Rather than providing one-size-fits-all data, Kannry said Axio’s platform adjusts models based on the unique attributes of the client organization. This ensures the loss estimates and threat scenarios presented are directly applicable, increasing their credibility and usefulness. For clients, this personalization translates into more accurate risk forecasting and better-informed decision-making, he said (see: Re-Defining Banking’s Unique Cyber Risk).
“Historically speaking, the process to implement has been arduous, grueling, months-long,” Kannry told ISMG. “And as a result of that, most people have said, ‘Despite the benefits, I just don’t have the time and effort to commit to it, so sorry.’ We’ve really, really changed that in terms of very lightweight, wizardized implementation scheme where a company and a user can get started in five minutes.”

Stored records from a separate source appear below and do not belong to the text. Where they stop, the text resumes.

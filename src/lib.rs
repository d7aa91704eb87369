// src/lib.rs
use anyhow::{Context, Result};
// Use anyhow::Result as standard Result for service layer
use chrono::Utc;
use rusqlite::Connection;
use std::path::{Path, PathBuf};
use tracing::{info, warn};

// --- Declare modules ---
pub mod capture;
pub mod catalog;
mod config;
pub mod confirm;
pub mod db;
pub mod draft;
pub mod prompt;
pub mod resolve;
pub mod units;

// --- Expose public types ---
pub use capture::{run_session, SessionOutcome};
pub use catalog::ExerciseCatalog;
pub use config::{parse_color, Config, ConfigError, StandardColor, Theme};
pub use db::{
    CatalogEntry, CommittedWorkout, DbError, StoredExercise, StoredSet, StoredWorkout,
    WorkoutSummary,
};
pub use draft::{ExerciseEntry, SetEntry, WorkoutDraft};
pub use prompt::{Line, LineSource, ScriptedInput, TerminalInput};
pub use units::{Unit, UnitCategory, UnitKind};

pub struct AppService {
    pub config: Config,
    pub conn: Connection,
    pub db_path: PathBuf,
    pub config_path: PathBuf,
}

impl AppService {
    /// Initializes the application service.
    /// # Errors
    /// Returns `anyhow::Error` if config/db path determination, loading, or initialization fails.
    pub fn initialize() -> Result<Self> {
        let config_path =
            config::get_config_path().context("Failed to determine configuration file path")?;
        let config = config::load(&config_path)
            .with_context(|| format!("Failed to load config from {config_path:?}"))?;

        let db_path = match &config.database_path {
            Some(path) => path.clone(),
            None => db::get_db_path().context("Failed to determine database path")?,
        };
        let conn = db::open_db(&db_path)
            .with_context(|| format!("Failed to open database at {db_path:?}"))?;

        db::init_db(&conn).context("Failed to initialize database schema")?;

        Ok(Self {
            config,
            conn,
            db_path,
            config_path,
        })
    }

    pub fn get_config_path(&self) -> &Path {
        &self.config_path
    }

    pub fn get_db_path(&self) -> &Path {
        &self.db_path
    }

    /// Unit first recorded for a normalized exercise name.
    /// # Errors
    /// Returns `anyhow::Error` wrapping `DbError` variants.
    pub fn unit_for_exercise(&self, name: &str) -> Result<Option<Unit>> {
        db::unit_for_exercise(&self.conn, name)
            .with_context(|| format!("Failed to look up unit for '{name}'"))
    }

    /// Sorted distinct names of every exercise ever logged.
    /// # Errors
    /// Returns `anyhow::Error` wrapping `DbError` variants.
    pub fn known_exercise_names(&self) -> Result<Vec<String>> {
        db::known_exercise_names(&self.conn).context("Failed to list known exercise names")
    }

    /// Persists a confirmed draft atomically, timestamped now.
    /// On failure nothing is written and the draft can be committed again.
    /// # Errors
    /// Returns `anyhow::Error` wrapping `DbError` variants.
    pub fn commit_workout(&mut self, draft: &WorkoutDraft) -> Result<CommittedWorkout> {
        match db::insert_workout(&mut self.conn, draft, Utc::now()) {
            Ok(committed) => {
                info!(
                    workout_id = committed.workout_id,
                    exercises = committed.exercises,
                    sets = committed.sets,
                    "workout committed"
                );
                Ok(committed)
            }
            Err(e) => {
                warn!(error = %e, "workout commit rolled back");
                Err(anyhow::Error::new(e).context("Failed to save workout"))
            }
        }
    }

    /// # Errors
    /// Returns `anyhow::Error` wrapping `DbError` variants.
    pub fn list_recent_workouts(&self, limit: u32) -> Result<Vec<WorkoutSummary>> {
        db::list_recent_workouts(&self.conn, limit).context("Failed to list workouts")
    }

    /// # Errors
    /// Returns `DbError::WorkoutNotFound` (wrapped) if no workout has this ID.
    pub fn get_workout(&self, id: i64) -> Result<StoredWorkout> {
        db::get_workout(&self.conn, id).with_context(|| format!("Failed to load workout {id}"))
    }

    /// # Errors
    /// Returns `anyhow::Error` wrapping `DbError` variants.
    pub fn list_exercise_catalog(&self) -> Result<Vec<CatalogEntry>> {
        db::list_exercise_catalog(&self.conn).context("Failed to list exercises")
    }
}
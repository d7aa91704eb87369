// src/resolve.rs
//! Single-prompt resolvers used by the capture loop. Each one retries locally on
//! malformed input and only returns once it has a usable answer or a control signal.

use crate::catalog::{ExerciseCatalog, KnownExercise};
use crate::draft::SetEntry;
use crate::prompt::{Line, LineSource};
use crate::units::{Unit, UnitCategory};
use anyhow::Result;
use rusqlite::Connection;
use std::io::Write;

pub const EXERCISE_PROMPT: &str = "Exercise name (empty to finish): ";

#[derive(Debug, Clone, PartialEq, Eq)]
pub enum ExerciseInput {
    Name(String),
    /// Empty line: no more exercises in this workout.
    Finished,
    /// Interrupt or end of input: abandon the whole session.
    Interrupted,
}

#[derive(Debug, Clone, Copy, PartialEq, Eq)]
pub enum UnitResolution {
    Resolved { unit: Unit, is_new: bool },
    /// Interrupt at the unit prompt: drop this exercise and ask for the next one.
    Abandoned,
    EndOfInput,
}

#[derive(Debug, Clone, Copy, PartialEq)]
pub enum SetInput {
    Set(SetEntry),
    NoMoreSets,
    Cancelled,
    EndOfInput,
}

/// Keeps `[A-Za-z0-9 -]`, lower-cases and trims.
pub fn normalize_exercise_name(raw: &str) -> String {
    raw.chars()
        .filter(|c| c.is_ascii_alphanumeric() || *c == ' ' || *c == '-')
        .collect::<String>()
        .to_lowercase()
        .trim()
        .to_string()
}

/// `bench press` -> `Bench Press`
pub fn title_case(name: &str) -> String {
    name.split(' ')
        .map(|word| {
            let mut chars = word.chars();
            match chars.next() {
                Some(first) => first.to_uppercase().chain(chars).collect(),
                None => String::new(),
            }
        })
        .collect::<Vec<_>>()
        .join(" ")
}

pub fn read_exercise_name<S, W>(
    input: &mut S,
    out: &mut W,
    known_names: &[String],
) -> Result<ExerciseInput>
where
    S: LineSource,
    W: Write,
{
    loop {
        let text = match input.read_line(EXERCISE_PROMPT, known_names)? {
            Line::Interrupted | Line::Eof => return Ok(ExerciseInput::Interrupted),
            Line::Text(text) => text,
        };
        if text.trim().is_empty() {
            return Ok(ExerciseInput::Finished);
        }
        let name = normalize_exercise_name(&text);
        if name.is_empty() {
            writeln!(out, "  Exercise names need at least one letter or digit.")?;
            continue;
        }
        return Ok(ExerciseInput::Name(name));
    }
}

/// Reuses the unit already bound to `name`, otherwise asks for one.
pub fn resolve_unit<S, W>(
    input: &mut S,
    out: &mut W,
    catalog: &ExerciseCatalog,
    conn: &Connection,
    name: &str,
    default_unit: Unit,
) -> Result<UnitResolution>
where
    S: LineSource,
    W: Write,
{
    match catalog.lookup(conn, name)? {
        Some(KnownExercise { unit, stored: true }) => {
            writeln!(out, "  Reusing existing exercise '{}' ({unit}).", title_case(name))?;
            return Ok(UnitResolution::Resolved { unit, is_new: false });
        }
        Some(KnownExercise { unit, stored: false }) => {
            writeln!(out, "  '{}' is already in this workout ({unit}).", title_case(name))?;
            return Ok(UnitResolution::Resolved { unit, is_new: true });
        }
        None => {}
    }

    let unit_names = Unit::names();
    let prompt = format!("Unit [{}] (default {default_unit}): ", unit_names.join("/"));
    loop {
        let text = match input.read_line(&prompt, &unit_names)? {
            Line::Interrupted => return Ok(UnitResolution::Abandoned),
            Line::Eof => return Ok(UnitResolution::EndOfInput),
            Line::Text(text) => text,
        };
        if text.trim().is_empty() {
            return Ok(UnitResolution::Resolved {
                unit: default_unit,
                is_new: true,
            });
        }
        match text.parse::<Unit>() {
            Ok(unit) => return Ok(UnitResolution::Resolved { unit, is_new: true }),
            Err(e) => writeln!(out, "  {e}. Choose one of: {}", unit_names.join(", "))?,
        }
    }
}

/// Parses one non-empty set line for `unit`. `None` means malformed.
pub fn parse_set(unit: Unit, text: &str) -> Option<SetEntry> {
    let tokens: Vec<&str> = text.split_whitespace().collect();
    match (unit.category(), tokens.as_slice()) {
        (UnitCategory::WeightAndReps, [weight, reps]) => {
            let value = parse_value(weight)?;
            let reps = reps.parse::<i64>().ok().filter(|r| *r >= 1)?;
            Some(SetEntry { value, reps })
        }
        (UnitCategory::SingleValue, [value]) => Some(SetEntry {
            value: parse_value(value)?,
            reps: 1,
        }),
        _ => None,
    }
}

fn parse_value(token: &str) -> Option<f64> {
    token
        .parse::<f64>()
        .ok()
        .filter(|v| v.is_finite() && *v >= 0.0)
}

pub fn read_set<S, W>(input: &mut S, out: &mut W, unit: Unit, ordinal: usize) -> Result<SetInput>
where
    S: LineSource,
    W: Write,
{
    let prompt = unit.set_prompt(ordinal);
    loop {
        let text = match input.read_line(&prompt, &[])? {
            Line::Interrupted => return Ok(SetInput::Cancelled),
            Line::Eof => return Ok(SetInput::EndOfInput),
            Line::Text(text) => text,
        };
        if text.trim().is_empty() {
            return Ok(SetInput::NoMoreSets);
        }
        match parse_set(unit, &text) {
            Some(set) => return Ok(SetInput::Set(set)),
            None => writeln!(out, "{}", unit.format_error())?,
        }
    }
}

#[cfg(test)]
mod tests {
    use super::*;

    #[test]
    fn normalization_strips_and_lowercases() {
        assert_eq!(normalize_exercise_name("  Bench Press "), "bench press");
        assert_eq!(normalize_exercise_name("T-Bar Row!!"), "t-bar row");
        assert_eq!(normalize_exercise_name("Curl (EZ bar) #2"), "curl ez bar 2");
        assert_eq!(normalize_exercise_name("!!!"), "");
    }

    #[test]
    fn title_case_keeps_hyphens() {
        assert_eq!(title_case("bench press"), "Bench Press");
        assert_eq!(title_case("t-bar row"), "T-bar Row");
    }

    #[test]
    fn weight_sets_need_two_tokens() {
        assert_eq!(
            parse_set(Unit::Lbs, "135 5"),
            Some(SetEntry { value: 135.0, reps: 5 })
        );
        assert_eq!(
            parse_set(Unit::Kg, " 62.5   8 "),
            Some(SetEntry { value: 62.5, reps: 8 })
        );
        assert_eq!(parse_set(Unit::Lbs, "135"), None);
        assert_eq!(parse_set(Unit::Lbs, "135 5 5"), None);
        assert_eq!(parse_set(Unit::Lbs, "135 5.5"), None);
        assert_eq!(parse_set(Unit::Lbs, "heavy 5"), None);
        assert_eq!(parse_set(Unit::Lbs, "135 0"), None);
    }

    #[test]
    fn single_value_sets_fix_reps_to_one() {
        assert_eq!(
            parse_set(Unit::Reps, "20"),
            Some(SetEntry { value: 20.0, reps: 1 })
        );
        assert_eq!(
            parse_set(Unit::Miles, "3.1"),
            Some(SetEntry { value: 3.1, reps: 1 })
        );
        assert_eq!(parse_set(Unit::Reps, "abc"), None);
        assert_eq!(parse_set(Unit::Minutes, "20 5"), None);
    }

    #[test]
    fn rejects_non_finite_and_negative_values() {
        assert_eq!(parse_set(Unit::Seconds, "NaN"), None);
        assert_eq!(parse_set(Unit::Seconds, "inf"), None);
        assert_eq!(parse_set(Unit::Km, "-3"), None);
        assert_eq!(parse_set(Unit::Lbs, "-10 5"), None);
    }
}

Forrester criticized Axio for limited threat and vulnerability intelligence capabilities and for taking too long to build and roll out new features. Kannry said Axio has released 38 new features in the past year and continues to invest heavily in its product road map. Kannry said Axio’s platform is technically capable of incorporating threat intelligence data and plans to include these capabilities in the future.
“We’ve prioritized the things that I’ve mentioned, instead of either building up or wiring in some type of a threat and vulnerability capability,” Kannry said. “So, that’ll be coming. We’ve just taken a different approach to innovation. It’s not that we can’t do it. We just have done it a different way thus far.”
KPMG Excels with Intuitive Interface, Taking on Risk Management
Forrester said KPMG’s vision of making CRQ more accurate, accessible and actionable at scale reflects its deep understanding of modern risk management challenges, and excels at providing sophisticated onboarding and guided support. KPMG’s highly intuitive interface and in-depth in-product guidance to help technical and nontechnical users conduct risk analyses from start to finish, according to Forrester.
But KPMG needs to expand its support for integrations and automations, and its cyber insurance assessment offering, to meet customers’ needs, according to Forrester. Improving KPMG’s supporting services will help customers with more targeted security assessment needs, and Forrester pointed out that generated files aren’t as polished as the on-screen view when extracting a report.
A spokesperson told ISMG that KPMG executives weren’t available for additional comment.